The boy's main symptom was two days of dental pain, which progressed to his periorbital tissues, and he began experiencing vision problems. A computed tomography (CT) scan allowed clinicians to quickly diagnose and manage his condition, the authors wrote.
"Multidisciplinary and timely management is crucial for successful outcomes in managing orbital abscesses of odontogenic origin," wrote the group, led by Dr. Ashley Houle of the University of Illinois at Chicago (Eur J Dent, August 13, 2021).
A CT scan (coronal section) shows the patient's right lateral orbit subperiosteal abscess, identified by a black arrow, and right maxillary sinusitis. All images courtesy of Houle et al. Licensed under CC BY 4.0
It is rare for an odontogenic infection to cause an orbital abscess, but when it does it can have severe effects, including a cavernous sinus thrombosis that can lead to death. Timely recognition and management of this condition can prevent serious complications.
After a two-day history of persistent right maxillary dental pain with associated swelling, the 13-year-old boy was taken to the emergency department. He had recently undergone a routine dental evaluation and cleaning, and excavation and restoration of dental caries was planned within the month, according to the authors.
The boy was given 900 mg of clindamycin intravenously at the outside hospital, and he was transferred the same day to the University of Illinois Medical Center for specialty evaluation.
When he arrived at the medical center, his right eye was swollen shut. His vision was blurry when he manually opened his eyelids. Also, he felt pain on the right side of his face when he moved his eye.

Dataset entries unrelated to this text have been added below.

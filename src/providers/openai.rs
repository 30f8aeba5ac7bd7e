//! OpenAI-compatible chat client.
//!
//! One client talks to one endpoint, standard or Azure gateway, and smooths
//! over the request quirks of the model families commonly served behind such
//! endpoints:
//!
//! - `deepseek-reasoner` (and any model flagged `r1_format_required`) gets the
//!   R1 layout, with the system instruction folded into the first user turn.
//! - `o3-mini` gets a `developer` role instead of `system`, no temperature and
//!   a `reasoning_effort`. This adjustment is applied last and wins over the
//!   R1 layout when both match.
//!
//! When no model id is configured the first model listed by the endpoint is
//! used. The listing is fetched in the background right after construction
//! and again on demand while the cache is still empty.

use std::sync::Arc;

use async_trait::async_trait;
use tokio::runtime::Handle;
use tokio::sync::Mutex;
use tokio::task::JoinHandle;
use tracing::{debug, warn};

use crate::api::openai::{
    chat_events, convert_to_openai_messages, ChatMessage, ChatRequest, ChatRole, ModelsResponse,
};
use crate::api::r1::convert_to_r1_format;
use crate::client::{ChunkStream, Client, ClientError};
use crate::http::{build_http_client, RequestBuilderExt, ResponseExt};
use crate::model::{Message, ModelInfo, DEFAULT_TEMPERATURE};
use crate::options::ProviderOptions;
use crate::providers::deployment::{Deployment, Endpoint};
use crate::sse::SSEResponseExt;

/// Client for any endpoint speaking the OpenAI Chat Completions API.
#[derive(Debug)]
pub struct OpenAiCompatibleClient {
    options: ProviderOptions,
    endpoint: Arc<Endpoint>,
    http: reqwest::Client,
    models: Arc<Mutex<Vec<String>>>,
    // Serialises listing refreshes; never held together with `models` across I/O.
    refresh: Arc<Mutex<()>>,
    priming: Option<JoinHandle<()>>,
}

impl OpenAiCompatibleClient {
    /// Create a client and start priming the model cache.
    ///
    /// Priming needs a Tokio runtime; outside of one it is skipped and the
    /// cache fills on first use instead.
    pub fn new(options: ProviderOptions) -> Result<Self, ClientError> {
        let http = build_http_client(&options.transport)?;
        let endpoint = Arc::new(Endpoint::new(&options));
        debug!(
            "Using {:?} deployment at {}",
            endpoint.deployment(),
            endpoint.base_url()
        );

        let mut client = Self {
            options,
            endpoint,
            http,
            models: Arc::new(Mutex::new(Vec::new())),
            refresh: Arc::new(Mutex::new(())),
            priming: None,
        };
        client.priming = client.spawn_priming();
        Ok(client)
    }

    fn spawn_priming(&self) -> Option<JoinHandle<()>> {
        let Ok(runtime) = Handle::try_current() else {
            debug!("No Tokio runtime, model cache will be filled on first use");
            return None;
        };

        let http = self.http.clone();
        let endpoint = Arc::clone(&self.endpoint);
        let models = Arc::clone(&self.models);
        let refresh = Arc::clone(&self.refresh);

        Some(runtime.spawn(async move {
            let _refresh = refresh.lock().await;
            match fetch_models(&http, &endpoint).await {
                Ok(ids) => store_models(&mut *models.lock().await, ids),
                Err(e) => warn!("Failed to prime model cache: {}", e),
            }
        }))
    }

    pub fn deployment(&self) -> &Deployment {
        self.endpoint.deployment()
    }

    pub fn options(&self) -> &ProviderOptions {
        &self.options
    }

    /// Snapshot of the cached model ids. Never touches the network and never
    /// waits for an in-flight listing.
    pub async fn cached_models(&self) -> Vec<String> {
        self.models.lock().await.clone()
    }

    async fn first_cached(&self) -> Option<String> {
        self.models.lock().await.first().cloned()
    }

    /// List the endpoint's models, reporting failures to the caller.
    ///
    /// [`Client::list_models`] is the lenient form.
    pub async fn try_list_models(&self) -> Result<Vec<String>, ClientError> {
        fetch_models(&self.http, &self.endpoint).await
    }

    /// Model id for the next request: the configured one, or the first cached.
    async fn resolve_model_id(&self) -> Result<String, ClientError> {
        if let Some(id) = self.options.explicit_model_id() {
            return Ok(id.to_string());
        }

        if let Some(id) = self.first_cached().await {
            return Ok(id);
        }

        // Another refresh (or the priming task) may fill the cache meanwhile.
        let _refresh = self.refresh.lock().await;
        if let Some(id) = self.first_cached().await {
            return Ok(id);
        }

        match self.try_list_models().await {
            Ok(ids) => store_models(&mut *self.models.lock().await, ids),
            Err(e) => warn!("Failed to refresh model cache: {}", e),
        }

        self.first_cached()
            .await
            .ok_or(ClientError::NoModelsAvailable)
    }

    /// Shape the chat request for `model_id`.
    pub fn build_request(&self, model_id: &str, system: &str, messages: &[Message]) -> ChatRequest {
        let info = self.options.model_info.clone().unwrap_or_default();
        let family = ModelFamily::detect(model_id, &info);

        let mut chat_messages = with_system(ChatRole::System, system, messages, info.supports_images);
        let mut temperature = Some(info.temperature.unwrap_or(DEFAULT_TEMPERATURE));
        let mut reasoning_effort = None;

        if family.r1_layout {
            let mut folded = Vec::with_capacity(messages.len() + 1);
            folded.push(Message::user(system));
            folded.extend_from_slice(messages);
            chat_messages = convert_to_r1_format(&folded, info.supports_images);
        }

        if family.o3_mini {
            let effort = self.options.reasoning_effort.unwrap_or_default();
            debug!("{} takes no temperature, using reasoning effort {}", model_id, effort);
            chat_messages = with_system(ChatRole::Developer, system, messages, info.supports_images);
            temperature = None;
            reasoning_effort = Some(effort);
        }

        ChatRequest {
            model: model_id.to_string(),
            messages: chat_messages,
            temperature,
            max_tokens: info.output_limit(),
            reasoning_effort,
            stream: None,
            stream_options: None,
        }
    }
}

impl Drop for OpenAiCompatibleClient {
    fn drop(&mut self) {
        if let Some(priming) = self.priming.take() {
            priming.abort();
        }
    }
}

#[async_trait]
impl Client for OpenAiCompatibleClient {
    async fn request_stream(
        &self,
        system: &str,
        messages: Vec<Message>,
    ) -> Result<ChunkStream, ClientError> {
        let model_id = self.resolve_model_id().await?;
        let request_body = self.build_request(&model_id, system, &messages).streaming();

        let response = self
            .endpoint
            .chat_completions(&self.http)
            .json_logged(&request_body)
            .send()
            .await?
            .ok_or_api_error()
            .await?;

        Ok(Box::pin(chat_events(response.sse())))
    }

    async fn list_models(&self) -> Vec<String> {
        match self.try_list_models().await {
            Ok(ids) => ids,
            Err(e) => {
                warn!("Failed to list models: {}", e);
                Vec::new()
            }
        }
    }

    fn model(&self) -> (String, ModelInfo) {
        (
            self.options.model_id.clone().unwrap_or_default(),
            self.options.model_info.clone().unwrap_or_default(),
        )
    }
}

/// Request quirks triggered by a model id.
#[derive(Debug, Clone, Copy, Default, PartialEq, Eq)]
struct ModelFamily {
    r1_layout: bool,
    o3_mini: bool,
}

impl ModelFamily {
    fn detect(model_id: &str, info: &ModelInfo) -> Self {
        let id = model_id.to_ascii_lowercase();
        Self {
            r1_layout: id.contains("deepseek-reasoner") || info.r1_format_required,
            o3_mini: id.contains("o3-mini"),
        }
    }
}

fn with_system(
    role: ChatRole,
    system: &str,
    messages: &[Message],
    supports_images: bool,
) -> Vec<ChatMessage> {
    let mut out = Vec::with_capacity(messages.len() + 1);
    out.push(ChatMessage::text(role, system));
    out.extend(convert_to_openai_messages(messages, supports_images));
    out
}

async fn fetch_models(http: &reqwest::Client, endpoint: &Endpoint) -> Result<Vec<String>, ClientError> {
    let response: ModelsResponse = endpoint
        .models(http)
        .send()
        .await?
        .ok_or_api_error()
        .await?
        .json_logged()
        .await?;
    Ok(response.into())
}

// A non-empty cache is never replaced by an empty listing.
fn store_models(cache: &mut Vec<String>, ids: Vec<String>) {
    if !ids.is_empty() {
        *cache = ids;
    }
}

A clinical exam found that the boy had severe right periorbital and midface edema, as well as mild emphysema of the right upper eyelid. An eye exam showed 20/20 vision with no optic nerve problems, mild restriction to adduction, and slightly elevated intraocular pressure. Intraorally, tooth #3 had a large restoration with adjacent fluctuant vestibular swelling but no active drainage.
A panoramic radiograph shows the restoration of tooth #3 with periapical radiolucency and right maxillary sinusitis.
In addition, a CT scan taken at the outside hospital was reviewed by medical center clinicians. They identified a subperiosteal abscess at the right lateral orbit. The right canine space abscess came from the buccal roots of tooth #3. Also, the scan showed that fluid collected at the right canine space superiorly and posteriorly to the right lateral orbit, and right maxillary sinusitis was present.
To treat the boy, clinicians decided to place him under general anesthesia to drain the abscesses surgically and extract tooth #3. Specimens taken from the right orbital tissue were positive for Peptostreptococcus micros and Prevotella denticola. Samples taken from the right canine space were positive for Haemophilus parainfluenzae, Rothia mucilaginosa, and Streptococcus mitis/oralis, according to the authors.
While admitted to the medical center, the boy was given 3,000 mg of intravenous ampicillin-sulbactam every six hours and told to swish with 15 mL of 0.12% chlorhexidine gluconate solution twice per day. Also, 0.5% erythromycin ophthalmic ointment was applied to the right eyelid four times per day.
After discharge, the patient continued taking antibiotics and using the mouth rinse and eye cream. He experienced no further complications and his vision improved, the authors wrote.
Pediatric patients who present at emergency departments and dental offices often complain of dental pain. Clinicians should escalate care when pain is coupled with periorbital edema and visual changes, they wrote.
"It is crucial for emergency and primary care physicians to recognize when specialist consultation is indicated and expedite this process," Houle and colleagues concluded.